▸ **Exercise aim**
Only the lines of the data below from the one with "nav link pointing" through the one with "fn sections() ->" are wanted. Repeat them exactly.

━━━━━ Source information

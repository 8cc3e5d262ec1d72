//! Navigation links and in-page anchors

use serde::Serialize;
use tracing::debug;

use crate::scroll::Section;

/// A nav link pointing at a section (`#id`)
#[derive(Debug, Clone, PartialEq, Eq, Serialize)]
pub struct NavLink {
    pub href: String,
    pub active: bool,
}

impl NavLink {
    /// Section id this link targets, if it is an in-page anchor
    pub fn target(&self) -> Option<&str> {
        anchor_target(&self.href)
    }
}

/// Smooth-scroll request produced by an anchor click
#[derive(Debug, Clone, Copy, PartialEq, Serialize)]
pub struct ScrollRequest {
    /// Target document offset (px)
    pub top: f64,
    pub smooth: bool,
}

/// Nav bar links, at most one active at a time
#[derive(Debug, Clone, Default)]
pub struct NavBar {
    links: Vec<NavLink>,
}

impl NavBar {
    /// One link per section, in section order. The first starts active.
    pub fn for_sections(sections: &[Section]) -> Self {
        let links = sections
            .iter()
            .enumerate()
            .map(|(i, s)| NavLink {
                href: format!("#{}", s.id),
                active: i == 0,
            })
            .collect();
        Self { links }
    }

    /// Mark the link for `section_id` active and clear every other link
    pub fn set_active(&mut self, section_id: &str) {
        for link in &mut self.links {
            link.active = link.target() == Some(section_id);
        }
        debug!(section = section_id, "nav link activated");
    }

    pub fn active(&self) -> Option<&NavLink> {
        self.links.iter().find(|l| l.active)
    }

    pub fn links(&self) -> &[NavLink] {
        &self.links
    }
}

/// Section id named by an in-page anchor. `#` alone and external links yield None.
pub fn anchor_target(href: &str) -> Option<&str> {
    href.strip_prefix('#').filter(|id| !id.is_empty())
}

/// Scroll target for an anchor, leaving room for the fixed header
///
/// Unknown anchors resolve to None; the click is then left alone.
pub fn resolve_anchor(href: &str, sections: &[Section], header_height: f64) -> Option<ScrollRequest> {
    let id = anchor_target(href)?;
    let Some(section) = sections.iter().find(|s| s.id == id) else {
        debug!(href, "anchor has no matching section, ignoring");
        return None;
    };
    Some(ScrollRequest {
        top: (section.top - header_height).max(0.0),
        smooth: true,
    })
}

#[cfg(test)]
mod tests {
    use super::*;

    fn sections() -> Vec<Section> {
        ["home", "products", "contact"]
            .iter()
            .enumerate()
            .map(|(i, id)| Section {
                id: id.to_string(),
                top: i as f64 * 1000.0,
                height: 1000.0,
            })
            .collect()
    }

    #[test]
    fn test_exactly_one_active_link() {
        let mut nav = NavBar::for_sections(&sections());
        assert_eq!(nav.active().map(|l| l.href.as_str()), Some("#home"));

        nav.set_active("contact");
        let active: Vec<_> = nav.links().iter().filter(|l| l.active).collect();
        assert_eq!(active.len(), 1);
        assert_eq!(active[0].href, "#contact");
    }

    #[test]
    fn test_anchor_target() {
        assert_eq!(anchor_target("#gallery"), Some("gallery"));
        assert_eq!(anchor_target("#"), None);
        assert_eq!(anchor_target("https://example.com"), None);
    }

    #[test]
    fn test_resolve_anchor_subtracts_header() {
        let req = resolve_anchor("#products", &sections(), 80.0).unwrap();
        assert_eq!(req.top, 920.0);
        assert!(req.smooth);

        // Never scroll above the page
        let req = resolve_anchor("#home", &sections(), 80.0).unwrap();
        assert_eq!(req.top, 0.0);
    }

    #[test]
    fn test_unknown_anchor_is_ignored() {
        assert!(resolve_anchor("#missing", &sections(), 80.0).is_none());
        assert!(resolve_anchor("#", &sections(), 80.0).is_none());
        assert!(resolve_anchor("/catalog.pdf", &sections(), 80.0).is_none());
    }
}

━━━━━━━━━━

▸ **Reply to the exercise**
/// A nav link pointing at a section (`#id`)
#[derive(Debug, Clone, PartialEq, Eq, Serialize)]
pub struct NavLink {
    pub href: String,
    pub active: bool,
}

impl NavLink {
    /// Section id this link targets, if it is an in-page anchor
    pub fn target(&self) -> Option<&str> {
        anchor_target(&self.href)
    }
}

/// Smooth-scroll request produced by an anchor click
#[derive(Debug, Clone, Copy, PartialEq, Serialize)]
pub struct ScrollRequest {
    /// Target document offset (px)
    pub top: f64,
    pub smooth: bool,
}

/// Nav bar links, at most one active at a time
#[derive(Debug, Clone, Default)]
pub struct NavBar {
    links: Vec<NavLink>,
}

impl NavBar {
    /// One link per section, in section order. The first starts active.
    pub fn for_sections(sections: &[Section]) -> Self {
        let links = sections
            .iter()
            .enumerate()
            .map(|(i, s)| NavLink {
                href: format!("#{}", s.id),
                active: i == 0,
            })
            .collect();
        Self { links }
    }

    /// Mark the link for `section_id` active and clear every other link
    pub fn set_active(&mut self, section_id: &str) {
        for link in &mut self.links {
            link.active = link.target() == Some(section_id);
        }
        debug!(section = section_id, "nav link activated");
    }

    pub fn active(&self) -> Option<&NavLink> {
        self.links.iter().find(|l| l.active)
    }

    pub fn links(&self) -> &[NavLink] {
        &self.links
    }
}

/// Section id named by an in-page anchor. `#` alone and external links yield None.
pub fn anchor_target(href: &str) -> Option<&str> {
    href.strip_prefix('#').filter(|id| !id.is_empty())
}

/// Scroll target for an anchor, leaving room for the fixed header
///
/// Unknown anchors resolve to None; the click is then left alone.
pub fn resolve_anchor(href: &str, sections: &[Section], header_height: f64) -> Option<ScrollRequest> {
    let id = anchor_target(href)?;
    let Some(section) = sections.iter().find(|s| s.id == id) else {
        debug!(href, "anchor has no matching section, ignoring");
        return None;
    };
    Some(ScrollRequest {
        top: (section.top - header_height).max(0.0),
        smooth: true,
    })
}

#[cfg(test)]
mod tests {
    use super::*;

    fn sections() -> Vec<Section> {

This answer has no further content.